Tuesday, May 13, 2008

The health and wealth justice scam

Lance Armstrong has an opinion piece in the WSJ today. To promote his foundation he gives a nod to the current health justice line, which is really an insult to common sense. Which is going to help the poor more, leveling out and dumbing down all the health care services, or basic research which benefits everyone?
    A leading cancer specialist, Dr. Harold Freeman, says there's a disconnect between what we know and what we do. On many levels, we know how to defeat cancer; we just don't do it. Funding for cancer research. Investment in prevention programs. Access to screening. Early detection and effective treatment for everyone. Support for people living with cancer. Personal commitment to healthier living. These are the priorities we must pursue.
Social programs, prevention, screening and education, those are the elements of the walks, runs, and marathons, but yet all we hear is that we're losing the battle. Obviously, siphoning more off for social goals isn't going to keep anyone alive, is it?
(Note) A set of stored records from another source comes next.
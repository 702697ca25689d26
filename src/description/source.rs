use std::fs;
use std::path::{Path, PathBuf};
use std::sync::LazyLock;

use regex::Regex;
use tracing::debug;

use super::{DescriptionError, Location};
use crate::expr::{EvaluationContext, substitute_text};

/// Deepest chain of nested `include` directives.
pub const MAX_INCLUDE_DEPTH: usize = 16;

static INCLUDE_DIRECTIVE: LazyLock<Regex> = LazyLock::new(|| {
    Regex::new(r#"^include\s+(?:"(?P<double>[^"]*)"|'(?P<single>[^']*)')$"#)
        .expect("valid include directive regex")
});

/// One line after continuation joining, with the position of its first
/// physical line.
#[derive(Debug, Clone, PartialEq, Eq)]
pub(super) struct LogicalLine {
    pub(super) location: Location,
    pub(super) text: String,
}

pub(super) fn load_file(path: &Path, ctx: &EvaluationContext) -> Result<Vec<LogicalLine>, DescriptionError> {
    let mut loader = Loader::new(ctx);
    loader.include(path, None)?;
    Ok(loader.lines)
}

pub(super) fn load_text(
    text: &str,
    origin: &Path,
    ctx: &EvaluationContext,
) -> Result<Vec<LogicalLine>, DescriptionError> {
    let mut loader = Loader::new(ctx);
    loader.stack.push(source_identity(origin));
    loader.splice(text, origin)?;
    Ok(loader.lines)
}

struct Loader<'a> {
    ctx: &'a EvaluationContext,
    stack: Vec<PathBuf>,
    lines: Vec<LogicalLine>,
}

impl<'a> Loader<'a> {
    fn new(ctx: &'a EvaluationContext) -> Self {
        Self {
            ctx,
            stack: Vec::new(),
            lines: Vec::new(),
        }
    }

    fn include(&mut self, path: &Path, from: Option<&Location>) -> Result<(), DescriptionError> {
        let fail = |message: String| match from {
            Some(location) => DescriptionError::at(location, message),
            None => DescriptionError {
                file: path.to_path_buf(),
                line: 0,
                message,
            },
        };

        if self.stack.len() >= MAX_INCLUDE_DEPTH {
            return Err(fail(format!(
                "include nesting deeper than {MAX_INCLUDE_DEPTH} levels at {}",
                path.display()
            )));
        }
        let text = fs::read_to_string(path)
            .map_err(|err| fail(format!("cannot read {}: {err}", path.display())))?;
        let identity = source_identity(path);
        if self.stack.contains(&identity) {
            return Err(fail(format!("include cycle through {}", path.display())));
        }

        self.stack.push(identity);
        debug!(file = %path.display(), depth = self.stack.len(), "loading description source");
        self.splice(&text, path)?;
        self.stack.pop();
        Ok(())
    }

    /// Joins continued lines, drops comments and blank lines, and expands
    /// include directives in place.
    fn splice(&mut self, text: &str, file: &Path) -> Result<(), DescriptionError> {
        let mut pending: Option<(usize, String)> = None;

        for (index, raw) in text.lines().enumerate() {
            let number = index + 1;
            let line = raw.trim();
            if pending.is_none() && (line.is_empty() || line.starts_with('#')) {
                continue;
            }

            let (start, mut joined) = pending.take().unwrap_or((number, String::new()));
            let (content, continued) = match line.strip_suffix('\\') {
                Some(head) => (head.trim_end(), true),
                None => (line, false),
            };
            if !joined.is_empty() && !content.is_empty() {
                joined.push(' ');
            }
            joined.push_str(content);

            if continued {
                pending = Some((start, joined));
            } else {
                self.logical(file, start, joined)?;
            }
        }

        if let Some((start, joined)) = pending {
            self.logical(file, start, joined)?;
        }
        Ok(())
    }

    fn logical(&mut self, file: &Path, line: usize, text: String) -> Result<(), DescriptionError> {
        let location = Location {
            file: file.to_path_buf(),
            line,
        };
        if text.is_empty() {
            return Ok(());
        }

        let is_directive = text
            .strip_prefix("include")
            .is_some_and(|rest| rest.starts_with(char::is_whitespace));
        if !is_directive {
            self.lines.push(LogicalLine { location, text });
            return Ok(());
        }

        let captures = INCLUDE_DIRECTIVE.captures(&text).ok_or_else(|| {
            DescriptionError::at(&location, "malformed include directive; expected include \"path\"")
        })?;
        let raw = captures
            .name("double")
            .or_else(|| captures.name("single"))
            .map(|path| path.as_str())
            .unwrap_or_default();
        let expanded = substitute_text(raw, self.ctx)
            .map_err(|err| DescriptionError::at(&location, format!("include path: {err}")))?;
        if expanded.trim().is_empty() {
            return Err(DescriptionError::at(&location, "include path is empty"));
        }

        let target = PathBuf::from(expanded.trim());
        let target = if target.is_absolute() {
            target
        } else {
            file.parent().unwrap_or_else(|| Path::new(".")).join(target)
        };
        self.include(&target, Some(&location))
    }
}

fn source_identity(path: &Path) -> PathBuf {
    fs::canonicalize(path).unwrap_or_else(|_| path.to_path_buf())
}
When I count the members of my own family who have had cancer--my daughter, my mother, my father, my grandmother, my aunts, my uncles and one sibling--I can't find a single one who didn't have access to the best in whatever medical care was available at the time their illness was diagnosed. And with the exception of my daughter and my mother, all are on my paternal side of the family genealogy. Of the three who were still smoking when they were diagnosed (the only ones who actually died from cancer), you can't tell me they didn't know! These were bright people. It was the diagnosis, not education or screening, that stopped that behavior.
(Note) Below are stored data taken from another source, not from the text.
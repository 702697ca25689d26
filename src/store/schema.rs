use rusqlite::{Connection, OptionalExtension, params};
use tracing::info;

use super::{StoreError, StoreResult};
use crate::util::now_utc_string;

/// Major/minor version of the meta-table layout. A mismatch on open is
/// fatal; there is no automatic migration.
pub const SCHEMA_VERSION: (u32, u32) = (1, 0);

pub(super) fn configure_connection(connection: &Connection) -> StoreResult<()> {
    connection.pragma_update(None, "journal_mode", "WAL")?;
    connection.pragma_update(None, "synchronous", "NORMAL")?;
    connection.pragma_update(None, "foreign_keys", "ON")?;
    Ok(())
}

pub(super) fn ensure_schema(connection: &Connection) -> StoreResult<()> {
    connection.execute_batch(
        "
        CREATE TABLE IF NOT EXISTS metadata (
          key TEXT PRIMARY KEY,
          value TEXT NOT NULL
        );

        CREATE TABLE IF NOT EXISTS benchmarks (
          bench_id INTEGER PRIMARY KEY AUTOINCREMENT,
          name TEXT NOT NULL UNIQUE,
          description TEXT
        );

        CREATE TABLE IF NOT EXISTS fields (
          field_id INTEGER PRIMARY KEY AUTOINCREMENT,
          bench_id INTEGER NOT NULL,
          name TEXT NOT NULL,
          is_numeric INTEGER NOT NULL,
          is_key INTEGER NOT NULL,
          position INTEGER NOT NULL,
          UNIQUE(bench_id, name),
          FOREIGN KEY(bench_id) REFERENCES benchmarks(bench_id)
        );

        CREATE TABLE IF NOT EXISTS experiments (
          exp_id INTEGER PRIMARY KEY AUTOINCREMENT,
          bench_id INTEGER NOT NULL,
          identity TEXT NOT NULL,
          is_outlier INTEGER NOT NULL DEFAULT 0,
          created_at TEXT NOT NULL,
          UNIQUE(bench_id, identity),
          FOREIGN KEY(bench_id) REFERENCES benchmarks(bench_id)
        );

        CREATE TABLE IF NOT EXISTS bench_indices (
          index_id INTEGER PRIMARY KEY AUTOINCREMENT,
          bench_id INTEGER NOT NULL,
          name TEXT NOT NULL,
          field_list TEXT NOT NULL,
          UNIQUE(bench_id, name),
          FOREIGN KEY(bench_id) REFERENCES benchmarks(bench_id)
        );

        CREATE INDEX IF NOT EXISTS idx_fields_bench ON fields(bench_id, position);
        CREATE INDEX IF NOT EXISTS idx_experiments_bench ON experiments(bench_id);
        ",
    )?;

    check_version(connection)?;
    Ok(())
}

fn check_version(connection: &Connection) -> StoreResult<()> {
    let expected = format!("{}.{}", SCHEMA_VERSION.0, SCHEMA_VERSION.1);
    let major = read_metadata(connection, "schema_version_major")?;
    let minor = read_metadata(connection, "schema_version_minor")?;

    match (major, minor) {
        (None, None) => {
            let now = now_utc_string();
            for (key, value) in [
                ("schema_version_major", SCHEMA_VERSION.0.to_string()),
                ("schema_version_minor", SCHEMA_VERSION.1.to_string()),
                ("db_created_at", now.clone()),
                ("db_updated_at", now),
            ] {
                write_metadata(connection, key, &value)?;
            }
            info!(version = %expected, "initialized store schema");
            Ok(())
        }
        (major, minor) => {
            let found = format!(
                "{}.{}",
                major.unwrap_or_default(),
                minor.unwrap_or_default()
            );
            if found != expected {
                return Err(StoreError::VersionMismatch { found, expected });
            }
            Ok(())
        }
    }
}

fn read_metadata(connection: &Connection, key: &str) -> StoreResult<Option<String>> {
    let value = connection
        .query_row(
            "SELECT value FROM metadata WHERE key = ?1",
            [key],
            |row| row.get(0),
        )
        .optional()?;
    Ok(value)
}

pub(super) fn write_metadata(connection: &Connection, key: &str, value: &str) -> StoreResult<()> {
    connection.execute(
        "INSERT INTO metadata(key, value) VALUES(?1, ?2)
         ON CONFLICT(key) DO UPDATE SET value=excluded.value",
        params![key, value],
    )?;
    Ok(())
}

pub(super) fn touch_updated_at(connection: &Connection) -> StoreResult<()> {
    write_metadata(connection, "db_updated_at", &now_utc_string())
}

pub(super) fn load_metadata(connection: &Connection) -> StoreResult<Vec<(String, String)>> {
    let mut statement = connection.prepare("SELECT key, value FROM metadata ORDER BY key")?;
    let rows = statement
        .query_map([], |row| Ok((row.get(0)?, row.get(1)?)))?
        .collect::<Result<Vec<_>, _>>()?;
    Ok(rows)
}

pub(super) fn table_exists(connection: &Connection, table: &str) -> StoreResult<bool> {
    let count: i64 = connection.query_row(
        "SELECT COUNT(*) FROM sqlite_master WHERE type = 'table' AND name = ?1",
        [table],
        |row| row.get(0),
    )?;
    Ok(count > 0)
}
Before we let the liberals, progressives and marxists dismantle the research, academic and commercial powerhouses which will provide the basic research and technology we need to fight cancer, let's really look at all these media "gap" stories coming at us from all sides, whether in education, health care, legal system, housing, or nutrition. Let's stop turning health care into a big political battle that ignores that there are issues other than income that determine the state of our health.

I'm waiting for the research team brave enough to play the race card, to compare the health statistics of say, a lauded socialized system like Norway, with the health statistics of the American scrambled and cobbled together system for Norwegian Americans who have not married outside their ethnic heritage. Of course, they'd be unlikely to get a grant, and then probably couldn't get JAMA or NEJM to publish it.